American fashion designer

Mandy Coon is an American fashion designer based in New York.

== Career ==
Growing up in a small Houston suburb of Katy, Texas, Coon began her career in fashion as a model, after being approached by a model scout in a local shopping mall. Her exposure to the fashion industry fostered an interest in design, leading her to enroll at the Fashion Institute of Technology in New York City. There, she studied Haute Couture Sewing and Tailoring. She furthered her education with an apprenticeship with designer Camilla Stærk.

Coon launched her own line in the spring of 2010. Vogue Magazine described her work as "punk-with-a-hint-of-romance".

In 2011, Coon was chosen as a winner of the Ecco Domani Fashion Award in the Women's Design category.

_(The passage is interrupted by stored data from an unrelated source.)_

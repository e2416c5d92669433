//! Input list loading and the three output artifacts.

use std::fs;

use tracing::info;

use termlink_config::AppConfig;

use crate::errors::ResolverError;
use crate::services::pipeline::RunReport;

/// Read the line-delimited term list. Lines are trimmed; blank lines
/// are skipped. A missing or unreadable file is fatal to the run.
pub fn load_terms(path: &str) -> Result<Vec<String>, ResolverError> {
    let raw = fs::read_to_string(path).map_err(|e| {
        ResolverError::IoError(format!("failed to read terms file '{}': {}", path, e))
    })?;

    Ok(raw
        .lines()
        .map(str::trim)
        .filter(|line| !line.is_empty())
        .map(str::to_string)
        .collect())
}

/// Write the results mapping, the similar-terms list, and the
/// not-found list. The two line-delimited lists are only written when
/// non-empty.
pub fn write_artifacts(report: &RunReport, config: &AppConfig) -> Result<(), ResolverError> {
    let json = serde_json::to_string_pretty(&report.results)?;
    fs::write(&config.results_file, json)?;
    info!("💾 Results saved to {}", config.results_file);

    if !report.similar_terms.is_empty() {
        fs::write(&config.similar_terms_file, report.similar_terms.join("\n"))?;
        info!(
            "💾 {} similar terms saved to {}",
            report.similar_terms.len(),
            config.similar_terms_file
        );
    }

    if !report.not_found_terms.is_empty() {
        fs::write(&config.not_found_file, report.not_found_terms.join("\n"))?;
        info!(
            "💾 {} not-found terms saved to {}",
            report.not_found_terms.len(),
            config.not_found_file
        );
    }

    Ok(())
}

She was also honored in February 2011 by the W Hotel as one of "Fashion's Next Hits," alongside other designers Frank Tell, Mara Hoffman, Michael Angel, and Tess Giberson.

In addition to her work as a designer, Coon was also a member of the all-girl electroclash band W.I.T., and one half of the DJ duo Two Mandy DJs.

== Personal life ==
Mandy Coon currently resides in the East Village in New York City. She was married to musician James Murphy and has performed with his band LCD Soundsystem.